__Try it__. What's wanted is the full listing, reproduced exactly.

((

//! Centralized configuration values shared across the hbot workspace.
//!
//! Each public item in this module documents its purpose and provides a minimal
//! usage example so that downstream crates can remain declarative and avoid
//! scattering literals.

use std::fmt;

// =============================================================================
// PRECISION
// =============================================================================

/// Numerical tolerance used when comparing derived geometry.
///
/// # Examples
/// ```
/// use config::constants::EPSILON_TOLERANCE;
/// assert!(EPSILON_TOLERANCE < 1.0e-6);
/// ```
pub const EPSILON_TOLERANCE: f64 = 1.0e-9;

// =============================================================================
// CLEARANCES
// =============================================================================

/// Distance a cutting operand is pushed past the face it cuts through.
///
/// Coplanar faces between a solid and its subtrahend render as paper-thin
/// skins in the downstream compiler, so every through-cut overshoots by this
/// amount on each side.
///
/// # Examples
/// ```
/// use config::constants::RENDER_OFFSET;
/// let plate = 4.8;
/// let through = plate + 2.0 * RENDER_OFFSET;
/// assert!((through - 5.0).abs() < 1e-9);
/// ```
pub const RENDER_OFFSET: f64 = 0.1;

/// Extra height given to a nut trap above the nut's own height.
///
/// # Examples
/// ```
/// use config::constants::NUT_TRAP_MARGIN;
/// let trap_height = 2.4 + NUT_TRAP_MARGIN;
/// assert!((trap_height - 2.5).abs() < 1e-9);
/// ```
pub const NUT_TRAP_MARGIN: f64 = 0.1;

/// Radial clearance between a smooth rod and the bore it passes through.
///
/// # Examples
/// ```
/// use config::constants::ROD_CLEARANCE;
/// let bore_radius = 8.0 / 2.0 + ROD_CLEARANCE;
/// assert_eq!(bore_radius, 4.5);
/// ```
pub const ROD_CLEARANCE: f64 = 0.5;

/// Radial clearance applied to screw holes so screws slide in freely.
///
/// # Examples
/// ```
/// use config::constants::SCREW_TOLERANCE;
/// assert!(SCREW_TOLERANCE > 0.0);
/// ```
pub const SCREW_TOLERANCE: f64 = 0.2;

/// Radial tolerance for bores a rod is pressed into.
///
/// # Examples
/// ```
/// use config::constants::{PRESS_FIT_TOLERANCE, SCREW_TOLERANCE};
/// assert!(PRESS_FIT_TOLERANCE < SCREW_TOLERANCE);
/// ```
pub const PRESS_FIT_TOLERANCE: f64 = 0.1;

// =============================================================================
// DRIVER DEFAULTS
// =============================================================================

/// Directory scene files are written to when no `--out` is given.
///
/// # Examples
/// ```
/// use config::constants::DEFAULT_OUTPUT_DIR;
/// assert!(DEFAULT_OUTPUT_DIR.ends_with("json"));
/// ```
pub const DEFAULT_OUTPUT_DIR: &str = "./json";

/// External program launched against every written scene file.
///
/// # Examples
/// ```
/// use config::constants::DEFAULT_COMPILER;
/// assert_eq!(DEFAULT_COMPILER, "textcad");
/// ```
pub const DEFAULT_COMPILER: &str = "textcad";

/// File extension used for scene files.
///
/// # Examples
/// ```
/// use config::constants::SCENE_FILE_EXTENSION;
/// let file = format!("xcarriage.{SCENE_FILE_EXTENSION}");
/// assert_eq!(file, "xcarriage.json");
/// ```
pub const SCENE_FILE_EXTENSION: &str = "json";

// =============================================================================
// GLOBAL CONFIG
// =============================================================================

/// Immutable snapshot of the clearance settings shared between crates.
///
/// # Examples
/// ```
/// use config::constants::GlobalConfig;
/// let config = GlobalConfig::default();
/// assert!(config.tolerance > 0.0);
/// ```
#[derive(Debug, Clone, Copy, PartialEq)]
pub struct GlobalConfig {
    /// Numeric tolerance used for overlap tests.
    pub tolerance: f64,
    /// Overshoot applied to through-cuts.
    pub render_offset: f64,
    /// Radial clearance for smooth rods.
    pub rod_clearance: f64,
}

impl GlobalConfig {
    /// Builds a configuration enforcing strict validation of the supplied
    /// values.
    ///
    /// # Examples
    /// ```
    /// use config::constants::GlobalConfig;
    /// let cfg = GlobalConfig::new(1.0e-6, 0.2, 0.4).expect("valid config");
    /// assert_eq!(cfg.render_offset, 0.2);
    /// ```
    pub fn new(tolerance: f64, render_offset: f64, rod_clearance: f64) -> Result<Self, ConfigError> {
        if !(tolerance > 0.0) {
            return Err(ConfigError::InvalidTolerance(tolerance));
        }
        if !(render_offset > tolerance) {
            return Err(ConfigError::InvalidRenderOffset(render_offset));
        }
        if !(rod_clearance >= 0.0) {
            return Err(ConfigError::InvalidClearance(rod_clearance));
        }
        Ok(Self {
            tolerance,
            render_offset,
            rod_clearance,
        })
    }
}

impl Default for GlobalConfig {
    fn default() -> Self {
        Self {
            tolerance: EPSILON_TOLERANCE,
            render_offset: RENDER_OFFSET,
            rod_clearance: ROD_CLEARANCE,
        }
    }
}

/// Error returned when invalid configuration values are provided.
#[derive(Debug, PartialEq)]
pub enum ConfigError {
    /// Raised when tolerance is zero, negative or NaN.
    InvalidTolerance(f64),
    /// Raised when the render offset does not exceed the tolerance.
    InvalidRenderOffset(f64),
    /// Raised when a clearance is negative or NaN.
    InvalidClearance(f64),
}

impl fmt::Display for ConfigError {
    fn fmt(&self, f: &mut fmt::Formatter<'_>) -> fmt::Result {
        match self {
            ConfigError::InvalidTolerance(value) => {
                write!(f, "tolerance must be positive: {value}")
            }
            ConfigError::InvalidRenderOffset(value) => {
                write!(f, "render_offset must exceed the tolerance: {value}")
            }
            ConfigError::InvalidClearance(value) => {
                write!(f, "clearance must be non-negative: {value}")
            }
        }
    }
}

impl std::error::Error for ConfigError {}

))

__Answer area__.
//! Centralized configuration values shared across the hbot workspace.
//!
//! Each public item in this module documents its purpose and provides a minimal
//! usage example so that downstream crates can remain declarative and avoid
//! scattering literals.

use std::fmt;

// =============================================================================
// PRECISION
// =============================================================================

/// Numerical tolerance used when comparing derived geometry.
///
/// # Examples
/// ```
/// use config::constants::EPSILON_TOLERANCE;
/// assert!(EPSILON_TOLERANCE < 1.0e-6);
/// ```
pub const EPSILON_TOLERANCE: f64 = 1.0e-9;

// =============================================================================
// CLEARANCES
// =============================================================================

/// Distance a cutting operand is pushed past the face it cuts through.
///
/// Coplanar faces between a solid and its subtrahend render as paper-thin
/// skins in the downstream compiler, so every through-cut overshoots by this
/// amount on each side.
///
/// # Examples
/// ```
/// use config::constants::RENDER_OFFSET;
/// let plate = 4.8;
/// let through = plate + 2.0 * RENDER_OFFSET;
/// assert!((through - 5.0).abs() < 1e-9);
/// ```
pub const RENDER_OFFSET: f64 = 0.1;

/// Extra height given to a nut trap above the nut's own height.
///
/// # Examples
/// ```
/// use config::constants::NUT_TRAP_MARGIN;
/// let trap_height = 2.4 + NUT_TRAP_MARGIN;
/// assert!((trap_height - 2.5).abs() < 1e-9);
/// ```
pub const NUT_TRAP_MARGIN: f64 = 0.1;

/// Radial clearance between a smooth rod and the bore it passes through.
///
/// # Examples
/// ```
/// use config::constants::ROD_CLEARANCE;
/// let bore_radius = 8.0 / 2.0 + ROD_CLEARANCE;
/// assert_eq!(bore_radius, 4.5);
/// ```
pub const ROD_CLEARANCE: f64 = 0.5;

/// Radial clearance applied to screw holes so screws slide in freely.
///
/// # Examples
/// ```
/// use config::constants::SCREW_TOLERANCE;
/// assert!(SCREW_TOLERANCE > 0.0);
/// ```
pub const SCREW_TOLERANCE: f64 = 0.2;

/// Radial tolerance for bores a rod is pressed into.
///
/// # Examples
/// ```
/// use config::constants::{PRESS_FIT_TOLERANCE, SCREW_TOLERANCE};
/// assert!(PRESS_FIT_TOLERANCE < SCREW_TOLERANCE);
/// ```
pub const PRESS_FIT_TOLERANCE: f64 = 0.1;

// =============================================================================
// DRIVER DEFAULTS
// =============================================================================

/// Directory scene files are written to when no `--out` is given.
///
/// # Examples
/// ```
/// use config::constants::DEFAULT_OUTPUT_DIR;
/// assert!(DEFAULT_OUTPUT_DIR.ends_with("json"));
/// ```
pub const DEFAULT_OUTPUT_DIR: &str = "./json";

/// External program launched against every written scene file.
///
/// # Examples
/// ```
/// use config::constants::DEFAULT_COMPILER;
/// assert_eq!(DEFAULT_COMPILER, "textcad");
/// ```
pub const DEFAULT_COMPILER: &str = "textcad";

/// File extension used for scene files.
///
/// # Examples
/// ```
/// use config::constants::SCENE_FILE_EXTENSION;
/// let file = format!("xcarriage.{SCENE_FILE_EXTENSION}");
/// assert_eq!(file, "xcarriage.json");
/// ```
pub const SCENE_FILE_EXTENSION: &str = "json";

// =============================================================================
// GLOBAL CONFIG
// =============================================================================

/// Immutable snapshot of the clearance settings shared between crates.
///
/// # Examples
/// ```
/// use config::constants::GlobalConfig;
/// let config = GlobalConfig::default();
/// assert!(config.tolerance > 0.0);
/// ```
#[derive(Debug, Clone, Copy, PartialEq)]
pub struct GlobalConfig {
    /// Numeric tolerance used for overlap tests.
    pub tolerance: f64,
    /// Overshoot applied to through-cuts.
    pub render_offset: f64,
    /// Radial clearance for smooth rods.
    pub rod_clearance: f64,
}

impl GlobalConfig {
    /// Builds a configuration enforcing strict validation of the supplied
    /// values.
    ///
    /// # Examples
    /// ```
    /// use config::constants::GlobalConfig;
    /// let cfg = GlobalConfig::new(1.0e-6, 0.2, 0.4).expect("valid config");
    /// assert_eq!(cfg.render_offset, 0.2);
    /// ```
    pub fn new(tolerance: f64, render_offset: f64, rod_clearance: f64) -> Result<Self, ConfigError> {
        if !(tolerance > 0.0) {
            return Err(ConfigError::InvalidTolerance(tolerance));
        }
        if !(render_offset > tolerance) {
            return Err(ConfigError::InvalidRenderOffset(render_offset));
        }
        if !(rod_clearance >= 0.0) {
            return Err(ConfigError::InvalidClearance(rod_clearance));
        }
        Ok(Self {
            tolerance,
            render_offset,
            rod_clearance,
        })
    }
}

impl Default for GlobalConfig {
    fn default() -> Self {
        Self {
            tolerance: EPSILON_TOLERANCE,
            render_offset: RENDER_OFFSET,
            rod_clearance: ROD_CLEARANCE,
        }
    }
}

/// Error returned when invalid configuration values are provided.
#[derive(Debug, PartialEq)]
pub enum ConfigError {
    /// Raised when tolerance is zero, negative or NaN.
    InvalidTolerance(f64),
    /// Raised when the render offset does not exceed the tolerance.
    InvalidRenderOffset(f64),
    /// Raised when a clearance is negative or NaN.
    InvalidClearance(f64),
}

impl fmt::Display for ConfigError {
    fn fmt(&self, f: &mut fmt::Formatter<'_>) -> fmt::Result {
        match self {
            ConfigError::InvalidTolerance(value) => {
                write!(f, "tolerance must be positive: {value}")
            }
            ConfigError::InvalidRenderOffset(value) => {
                write!(f, "render_offset must exceed the tolerance: {value}")
            }
            ConfigError::InvalidClearance(value) => {
                write!(f, "clearance must be non-negative: {value}")
            }
        }
    }
}

impl std::error::Error for ConfigError {}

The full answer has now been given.